I am personally conflicted on this. Our current society needs resources that have to come from somewhere. There is a 'perfect world' where we recycle so perfectly that we don't need to mine more but the technology, and social will, to make that a practical reality just aren't here. So, do we mine on land or take from the sea? Both destroy ecosystems. Probably the best route is to start small and increase as we understand more. The reality of what will happen though is likely to be that we will start small and then massively increase capacity to the limit of regulation.
Not to mention that we need to clearly define what we're talking about when we say "advertising". Do influencers flaunting new outfits every video count? People who post intentionally lavish lifestyles on Instagram? There are studies proving both of those make users envious and, most likely, spur purchases. But you can't really ban people from showing off.

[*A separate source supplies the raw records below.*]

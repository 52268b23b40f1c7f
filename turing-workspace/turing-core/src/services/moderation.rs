// turing-core/src/services/moderation.rs
//! Per-channel suppression state: banned/timed-out users and deleted messages.
//!
//! - Windows are keyed by the stored user hash, so bans read back from the
//!   store on startup land in the same slots as live ones.
//! - Entries are never removed. An unban closes a window, it does not erase it.
//! - Users in the always-ignored set (well-known bots) are suppressed in
//!   every channel.
//! - A ban suppresses the user's whole history. A timeout does too, up to
//!   its expiry, unless a lookback is set; then it reaches back only that far.

use chrono::{DateTime, Duration as ChronoDuration, Utc};
use std::collections::{HashMap, HashSet};
use std::sync::{Arc, PoisonError, RwLock};
use std::time::Duration;

use crate::events::{MessageId, UserId};
use crate::memory::{hash_user, BanRecord};

/// Time range during which a user's messages are inadmissible.
#[derive(Debug, Clone, Copy, PartialEq, Eq)]
pub struct SuppressionWindow {
    /// `None` = from the beginning of time.
    pub since: Option<DateTime<Utc>>,
    /// `None` = until further notice.
    pub until: Option<DateTime<Utc>>,
}

impl SuppressionWindow {
    pub fn covers(&self, sent_at: DateTime<Utc>) -> bool {
        self.since.map_or(true, |s| sent_at >= s) && self.until.map_or(true, |u| sent_at < u)
    }
}

#[derive(Debug, Clone, Copy, PartialEq, Eq)]
pub enum Verdict {
    Admit,
    IgnoredUser,
    Banned,
    Censored,
    BlockedWord,
}

impl Verdict {
    pub fn is_admitted(self) -> bool {
        matches!(self, Verdict::Admit)
    }

    pub fn as_str(self) -> &'static str {
        match self {
            Verdict::Admit => "admit",
            Verdict::IgnoredUser => "ignored_user",
            Verdict::Banned => "banned",
            Verdict::Censored => "censored",
            Verdict::BlockedWord => "blocked_word",
        }
    }
}

/// Case-insensitive whole-word blocklist. Cheap to clone; shared between
/// the moderation index and corpus rebuilds.
#[derive(Debug, Clone)]
pub struct BlockedWords {
    words: Arc<[String]>,
}

impl Default for BlockedWords {
    fn default() -> Self {
        Self::new(Vec::new())
    }
}

impl BlockedWords {
    pub fn new(words: impl IntoIterator<Item = String>) -> Self {
        let words: Vec<String> = words
            .into_iter()
            .map(|w| w.trim().to_lowercase())
            .filter(|w| !w.is_empty())
            .collect();
        Self { words: words.into() }
    }

    pub fn is_empty(&self) -> bool {
        self.words.is_empty()
    }

    pub fn matches(&self, content: &str) -> bool {
        if self.words.is_empty() {
            return false;
        }
        content
            .split_whitespace()
            .map(str::to_lowercase)
            .any(|w| self.words.iter().any(|b| *b == w))
    }
}

#[derive(Debug, Default)]
struct ChannelModeration {
    /// user hash → windows
    ignored: HashMap<String, Vec<SuppressionWindow>>,
    censored: HashSet<MessageId>,
}

#[derive(Debug)]
pub struct ModerationIndex {
    always_ignored: HashSet<UserId>,
    blocked_words: BlockedWords,
    lookback: Option<ChronoDuration>,
    channels: RwLock<HashMap<String, ChannelModeration>>,
}

impl Default for ModerationIndex {
    fn default() -> Self {
        Self::new(Vec::<UserId>::new(), Vec::<String>::new(), None)
    }
}

impl ModerationIndex {
    pub fn new(
        always_ignored: impl IntoIterator<Item = UserId>,
        blocked_words: impl IntoIterator<Item = String>,
        timeout_lookback: Option<Duration>,
    ) -> Self {
        Self {
            always_ignored: always_ignored.into_iter().collect(),
            blocked_words: BlockedWords::new(blocked_words),
            lookback: timeout_lookback.and_then(|d| ChronoDuration::from_std(d).ok()),
            channels: RwLock::new(HashMap::new()),
        }
    }

    pub fn is_always_ignored(&self, user: &UserId) -> bool {
        self.always_ignored.contains(user)
    }

    pub fn blocked_words(&self) -> &BlockedWords {
        &self.blocked_words
    }

    /// Record a ban (`expires == None`) or timeout. Returns the window that
    /// was opened so the caller can persist the same range.
    pub fn ban(
        &self,
        channel: &str,
        user: &UserId,
        at: DateTime<Utc>,
        expires: Option<DateTime<Utc>>,
    ) -> SuppressionWindow {
        let window = SuppressionWindow {
            since: expires.and(self.lookback).map(|lb| at - lb),
            until: expires,
        };
        self.push_window(channel, hash_user(user), window);
        window
    }

    /// Re-open a window persisted by an earlier run.
    pub fn restore(&self, ban: &BanRecord) {
        let window = SuppressionWindow {
            since: ban.covers_from,
            until: ban.lifted_at,
        };
        self.push_window(&ban.channel, ban.user_hash.clone(), window);
    }

    fn push_window(&self, channel: &str, user_hash: String, window: SuppressionWindow) {
        let mut channels = self.channels.write().unwrap_or_else(PoisonError::into_inner);
        channels
            .entry(channel.to_string())
            .or_default()
            .ignored
            .entry(user_hash)
            .or_default()
            .push(window);
    }

    /// Close every open window for `user` at `at`. Returns whether any was open.
    pub fn unban(&self, channel: &str, user: &UserId, at: DateTime<Utc>) -> bool {
        let user_hash = hash_user(user);
        let mut channels = self.channels.write().unwrap_or_else(PoisonError::into_inner);
        let Some(windows) = channels
            .get_mut(channel)
            .and_then(|c| c.ignored.get_mut(&user_hash))
        else {
            return false;
        };
        let mut closed = false;
        for w in windows.iter_mut() {
            if w.until.map_or(true, |u| u > at) {
                w.until = Some(at);
                closed = true;
            }
        }
        closed
    }

    pub fn censor(&self, channel: &str, message: &MessageId) {
        let mut channels = self.channels.write().unwrap_or_else(PoisonError::into_inner);
        channels
            .entry(channel.to_string())
            .or_default()
            .censored
            .insert(message.clone());
    }

    pub fn is_censored(&self, channel: &str, message: &MessageId) -> bool {
        let channels = self.channels.read().unwrap_or_else(PoisonError::into_inner);
        channels
            .get(channel)
            .is_some_and(|c| c.censored.contains(message))
    }

    pub fn is_suppressed(&self, channel: &str, user: &UserId, sent_at: DateTime<Utc>) -> bool {
        if self.is_always_ignored(user) {
            return true;
        }
        let user_hash = hash_user(user);
        let channels = self.channels.read().unwrap_or_else(PoisonError::into_inner);
        channels
            .get(channel)
            .and_then(|c| c.ignored.get(&user_hash))
            .is_some_and(|ws| ws.iter().any(|w| w.covers(sent_at)))
    }

    pub fn contains_blocked_word(&self, content: &str) -> bool {
        self.blocked_words.matches(content)
    }

    /// Admissibility of one message as of now.
    pub fn verdict(
        &self,
        channel: &str,
        user: &UserId,
        message: &MessageId,
        content: &str,
        sent_at: DateTime<Utc>,
    ) -> Verdict {
        if self.is_always_ignored(user) {
            return Verdict::IgnoredUser;
        }
        if self.is_suppressed(channel, user, sent_at) {
            return Verdict::Banned;
        }
        if self.is_censored(channel, message) {
            return Verdict::Censored;
        }
        if self.contains_blocked_word(content) {
            return Verdict::BlockedWord;
        }
        Verdict::Admit
    }
}
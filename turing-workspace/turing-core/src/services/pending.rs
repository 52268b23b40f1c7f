// turing-core/src/services/pending.rs
//! Registry of in-flight delayed-commit units.
//!
//! Each admitted message gets one entry keyed by (channel, user, message) and
//! holding a cancellation token. A later ban cancels every entry for the
//! (channel, user) pair; a later deletion cancels the entry for the
//! (channel, message) pair. Both lookups go through secondary indexes.
//!
//! Entries are removed only by dropping the [`PendingGuard`] returned from
//! [`PendingWrites::register`], so removal happens on every exit path of the
//! unit, including cancellation and task abort.

use std::collections::{HashMap, HashSet};
use std::sync::{Arc, Mutex, MutexGuard, PoisonError};

use tokio::sync::Notify;
use tokio_util::sync::CancellationToken;

use crate::events::{MessageId, UserId};

#[derive(Debug, Clone, PartialEq, Eq, Hash)]
pub struct PendingKey {
    pub channel: String,
    pub user: UserId,
    pub message: MessageId,
}

impl PendingKey {
    pub fn new(channel: impl Into<String>, user: UserId, message: MessageId) -> Self {
        Self {
            channel: channel.into(),
            user,
            message,
        }
    }
}

struct Entry {
    id: u64,
    token: CancellationToken,
}

#[derive(Default)]
struct Tables {
    entries: HashMap<PendingKey, Entry>,
    by_message: HashMap<(String, MessageId), PendingKey>,
    by_user: HashMap<(String, UserId), HashSet<MessageId>>,
    next_id: u64,
}

#[derive(Default)]
pub struct PendingWrites {
    tables: Mutex<Tables>,
    drained: Notify,
}

impl PendingWrites {
    pub fn new() -> Arc<Self> {
        Arc::new(Self::default())
    }

    /// Register a unit for `key`. Returns `None` if the message id is
    /// already pending in this channel (duplicate delivery).
    pub fn register(self: &Arc<Self>, key: PendingKey) -> Option<PendingGuard> {
        let mut t = self.lock();
        let msg_key = (key.channel.clone(), key.message.clone());
        if t.by_message.contains_key(&msg_key) {
            return None;
        }
        let id = t.next_id;
        t.next_id += 1;
        let token = CancellationToken::new();
        t.by_message.insert(msg_key, key.clone());
        t.by_user
            .entry((key.channel.clone(), key.user.clone()))
            .or_default()
            .insert(key.message.clone());
        t.entries.insert(
            key.clone(),
            Entry {
                id,
                token: token.clone(),
            },
        );
        Some(PendingGuard {
            registry: Arc::clone(self),
            key,
            id,
            token,
        })
    }

    /// Cancel every pending unit for `user` in `channel`. Returns how many
    /// entries were signalled.
    pub fn cancel_user(&self, channel: &str, user: &UserId) -> usize {
        let t = self.lock();
        let Some(messages) = t.by_user.get(&(channel.to_string(), user.clone())) else {
            return 0;
        };
        let mut n = 0;
        for message in messages {
            let key = PendingKey::new(channel, user.clone(), message.clone());
            if let Some(entry) = t.entries.get(&key) {
                entry.token.cancel();
                n += 1;
            }
        }
        n
    }

    /// Cancel the pending unit for `message` in `channel`, if any.
    pub fn cancel_message(&self, channel: &str, message: &MessageId) -> bool {
        let t = self.lock();
        let Some(key) = t.by_message.get(&(channel.to_string(), message.clone())) else {
            return false;
        };
        match t.entries.get(key) {
            Some(entry) => {
                entry.token.cancel();
                true
            }
            None => false,
        }
    }

    pub fn cancel_all(&self) -> usize {
        let t = self.lock();
        for entry in t.entries.values() {
            entry.token.cancel();
        }
        t.entries.len()
    }

    pub fn contains(&self, channel: &str, message: &MessageId) -> bool {
        self.lock()
            .by_message
            .contains_key(&(channel.to_string(), message.clone()))
    }

    pub fn len(&self) -> usize {
        self.lock().entries.len()
    }

    pub fn is_empty(&self) -> bool {
        self.len() == 0
    }

    /// Resolve once no entry is registered.
    pub async fn wait_drained(&self) {
        loop {
            let notified = self.drained.notified();
            tokio::pin!(notified);
            notified.as_mut().enable();
            if self.is_empty() {
                return;
            }
            notified.await;
        }
    }

    fn release(&self, key: &PendingKey, id: u64) {
        let now_empty = {
            let mut t = self.lock();
            if t.entries.get(key).map(|e| e.id) != Some(id) {
                return;
            }
            t.entries.remove(key);
            t.by_message
                .remove(&(key.channel.clone(), key.message.clone()));
            let user_key = (key.channel.clone(), key.user.clone());
            if let Some(set) = t.by_user.get_mut(&user_key) {
                set.remove(&key.message);
                if set.is_empty() {
                    t.by_user.remove(&user_key);
                }
            }
            t.entries.is_empty()
        };
        if now_empty {
            self.drained.notify_waiters();
        }
    }

    fn lock(&self) -> MutexGuard<'_, Tables> {
        self.tables.lock().unwrap_or_else(PoisonError::into_inner)
    }
}

/// Scoped registration. Dropping it unregisters the unit.
pub struct PendingGuard {
    registry: Arc<PendingWrites>,
    key: PendingKey,
    id: u64,
    token: CancellationToken,
}

impl PendingGuard {
    pub fn key(&self) -> &PendingKey {
        &self.key
    }

    pub fn token(&self) -> &CancellationToken {
        &self.token
    }

    pub fn is_cancelled(&self) -> bool {
        self.token.is_cancelled()
    }
}

impl Drop for PendingGuard {
    fn drop(&mut self) {
        self.registry.release(&self.key, self.id);
    }
}

#[cfg(test)]
mod tests {
    use super::*;
    use std::time::Duration;

    fn key(channel: &str, user: &str, message: &str) -> PendingKey {
        PendingKey::new(channel, UserId::from(user), MessageId::from(message))
    }

    #[test]
    fn one_entry_per_message_id() {
        let reg = PendingWrites::new();
        let g = reg.register(key("x", "1", "m1")).expect("first registration");
        assert!(reg.register(key("x", "2", "m1")).is_none());
        let other = reg.register(key("y", "1", "m1"));
        assert!(other.is_some(), "message ids are scoped per channel");
        drop(other);
        drop(g);
        assert!(reg.is_empty());
    }

    #[test]
    fn ban_cancels_only_that_users_units() {
        let reg = PendingWrites::new();
        let a = reg.register(key("x", "1", "m1")).unwrap();
        let b = reg.register(key("x", "1", "m2")).unwrap();
        let c = reg.register(key("x", "2", "m3")).unwrap();
        let d = reg.register(key("y", "1", "m4")).unwrap();

        assert_eq!(reg.cancel_user("x", &UserId::from("1")), 2);
        assert!(a.is_cancelled() && b.is_cancelled());
        assert!(!c.is_cancelled() && !d.is_cancelled());
    }

    #[test]
    fn censor_cancels_single_unit() {
        let reg = PendingWrites::new();
        let a = reg.register(key("x", "1", "m1")).unwrap();
        let b = reg.register(key("x", "1", "m2")).unwrap();
        assert!(reg.cancel_message("x", &MessageId::from("m2")));
        assert!(!a.is_cancelled());
        assert!(b.is_cancelled());
    }

    #[test]
    fn cancel_after_completion_is_a_no_op() {
        let reg = PendingWrites::new();
        let g = reg.register(key("x", "1", "m1")).unwrap();
        drop(g);
        assert!(!reg.cancel_message("x", &MessageId::from("m1")));
        assert_eq!(reg.cancel_user("x", &UserId::from("1")), 0);
        assert!(!reg.contains("x", &MessageId::from("m1")));
    }

    #[tokio::test(start_paused = true)]
    async fn wait_drained_resolves_after_last_guard_drops() {
        let reg = PendingWrites::new();
        let g1 = reg.register(key("x", "1", "m1")).unwrap();
        let g2 = reg.register(key("x", "1", "m2")).unwrap();

        let waiter = {
            let reg = reg.clone();
            tokio::spawn(async move { reg.wait_drained().await })
        };
        tokio::time::sleep(Duration::from_millis(10)).await;
        drop(g1);
        tokio::time::sleep(Duration::from_millis(10)).await;
        assert!(!waiter.is_finished());
        drop(g2);
        tokio::time::timeout(Duration::from_secs(1), waiter)
            .await
            .expect("drained")
            .unwrap();
    }
}
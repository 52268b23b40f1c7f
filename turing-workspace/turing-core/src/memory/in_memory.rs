// turing-core/src/memory/in_memory.rs
//! Process-local [`MessageStore`] with the same filtering rules as SQLite.
//! Used for dry runs and by the test suites.

use async_trait::async_trait;
use chrono::{DateTime, Utc};
use std::collections::BTreeSet;
use std::sync::atomic::{AtomicU64, AtomicUsize, Ordering};
use std::sync::{Mutex, MutexGuard, PoisonError};
use std::time::Duration;

use crate::error::StoreError;
use crate::memory::store::{BanRecord, MessageRecord, MessageStore};

#[derive(Default)]
struct Rows {
    messages: Vec<MessageRecord>,
    bans: Vec<BanRecord>,
}

#[derive(Default)]
pub struct MemoryStore {
    rows: Mutex<Rows>,
    loads: AtomicUsize,
    fail_inserts: AtomicUsize,
    load_delay_ms: AtomicU64,
    write_delay_ms: AtomicU64,
}

impl MemoryStore {
    pub fn new() -> Self {
        Self::default()
    }

    /// Every message row, excluded ones included, in insertion order.
    pub fn messages(&self) -> Vec<MessageRecord> {
        self.lock().messages.clone()
    }

    pub fn bans(&self) -> Vec<BanRecord> {
        self.lock().bans.clone()
    }

    /// How many times `select_messages` has run.
    pub fn load_count(&self) -> usize {
        self.loads.load(Ordering::SeqCst)
    }

    /// Make the next `n` message inserts fail.
    pub fn fail_next_inserts(&self, n: usize) {
        self.fail_inserts.store(n, Ordering::SeqCst);
    }

    /// Stall every `select_messages` call for `d` before it reads.
    pub fn delay_loads(&self, d: Duration) {
        self.load_delay_ms.store(d.as_millis() as u64, Ordering::SeqCst);
    }

    /// Stall every `insert_message` call for `d` before the row lands.
    pub fn delay_writes(&self, d: Duration) {
        self.write_delay_ms.store(d.as_millis() as u64, Ordering::SeqCst);
    }

    async fn stall(delay_ms: &AtomicU64) {
        let ms = delay_ms.load(Ordering::SeqCst);
        if ms > 0 {
            tokio::time::sleep(Duration::from_millis(ms)).await;
        }
    }

    fn lock(&self) -> MutexGuard<'_, Rows> {
        self.rows.lock().unwrap_or_else(PoisonError::into_inner)
    }
}

#[async_trait]
impl MessageStore for MemoryStore {
    async fn insert_message(&self, record: &MessageRecord) -> Result<(), StoreError> {
        let injected = self
            .fail_inserts
            .fetch_update(Ordering::SeqCst, Ordering::SeqCst, |n| n.checked_sub(1))
            .is_ok();
        if injected {
            return Err(StoreError::Task("injected insert failure".into()));
        }
        Self::stall(&self.write_delay_ms).await;
        self.lock().messages.push(record.clone());
        Ok(())
    }

    async fn exclude_message(&self, channel: &str, message_id: &str) -> Result<bool, StoreError> {
        let mut rows = self.lock();
        let mut found = false;
        for m in rows
            .messages
            .iter_mut()
            .filter(|m| m.channel == channel && m.message_id == message_id)
        {
            m.excluded = true;
            found = true;
        }
        Ok(found)
    }

    async fn insert_ban(&self, ban: &BanRecord) -> Result<(), StoreError> {
        self.lock().bans.push(ban.clone());
        Ok(())
    }

    async fn select_bans(&self) -> Result<Vec<BanRecord>, StoreError> {
        Ok(self.lock().bans.clone())
    }

    async fn lift_bans(
        &self,
        channel: &str,
        user_hash: &str,
        at: DateTime<Utc>,
    ) -> Result<usize, StoreError> {
        let mut rows = self.lock();
        let mut n = 0;
        for b in rows
            .bans
            .iter_mut()
            .filter(|b| b.channel == channel && b.user_hash == user_hash)
        {
            if b.lifted_at.map_or(true, |l| l > at) {
                b.lifted_at = Some(at);
                n += 1;
            }
        }
        Ok(n)
    }

    async fn select_messages(
        &self,
        channel: &str,
        now: DateTime<Utc>,
    ) -> Result<Vec<String>, StoreError> {
        self.loads.fetch_add(1, Ordering::SeqCst);
        Self::stall(&self.load_delay_ms).await;
        let rows = self.lock();
        Ok(rows
            .messages
            .iter()
            .filter(|m| m.channel == channel && !m.excluded)
            .filter(|m| {
                !rows.bans.iter().any(|b| {
                    b.channel == m.channel
                        && b.user_hash == m.user_hash
                        && b.suppresses(m.sent_at, now)
                })
            })
            .map(|m| m.content.clone())
            .collect())
    }

    async fn select_distinct_channels(&self) -> Result<Vec<String>, StoreError> {
        let rows = self.lock();
        let set: BTreeSet<&str> = rows.messages.iter().map(|m| m.channel.as_str()).collect();
        Ok(set.into_iter().map(str::to_string).collect())
    }
}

Everyone talks about asteroid mining, but what about mining the asteroids that have already accumulated on the moon?
Afaik the problem is getting resources back to Earth, but it seems more plausible to me that we could refine more repeatably on the Moon vs. on specific asteroids.
Perfect use for a system like SpinLaunch:
- no fuel, just solar energy
- the Moon always faces the Earth with the same side
- no air to create drag
- no need for huge burts of energy
- a block of minerals does not mind extreme g-forces
If there are at all any economical amount of metals on the moon then you would either have to build a smelter on the moon or you would need to transport an enormous amount of soil to earth (with just some tiny percent of metal content).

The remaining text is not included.